DATA FOR THE TASK: Begin

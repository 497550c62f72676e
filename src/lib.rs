//! ultralearn: learning-assistant backend with auth, chat, flashcards, and RAG answers
//!
//! This crate provides the complete HTTP/WebSocket API for the UltraLearning
//! application: JWT-authenticated users, chat rooms with an AI assistant,
//! flashcard packs and generation, engagement/gamification tracking, and a
//! dashboard. Everything is backed by SQLite, with retrieval-augmented
//! answers produced by a local Ollama server and an embedded vector
//! collection.

pub mod agents;
pub mod auth;
pub mod config;
pub mod error;
pub mod llm;
pub mod providers;
pub mod rag;
pub mod seed;
pub mod server;
pub mod storage;
pub mod types;
pub mod vector;

pub use config::AppConfig;
pub use error::{Error, Result};
pub use server::ApiServer;
pub use storage::Database;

DATA FOR THE TASK: End

_ASSIGNMENT_
Transcribe exactly the lines from the one containing "pub use server::ApiServer;" through the end of the records, both included, and nothing else.

_RESPONSE BOX_
pub use server::ApiServer;
pub use storage::Database;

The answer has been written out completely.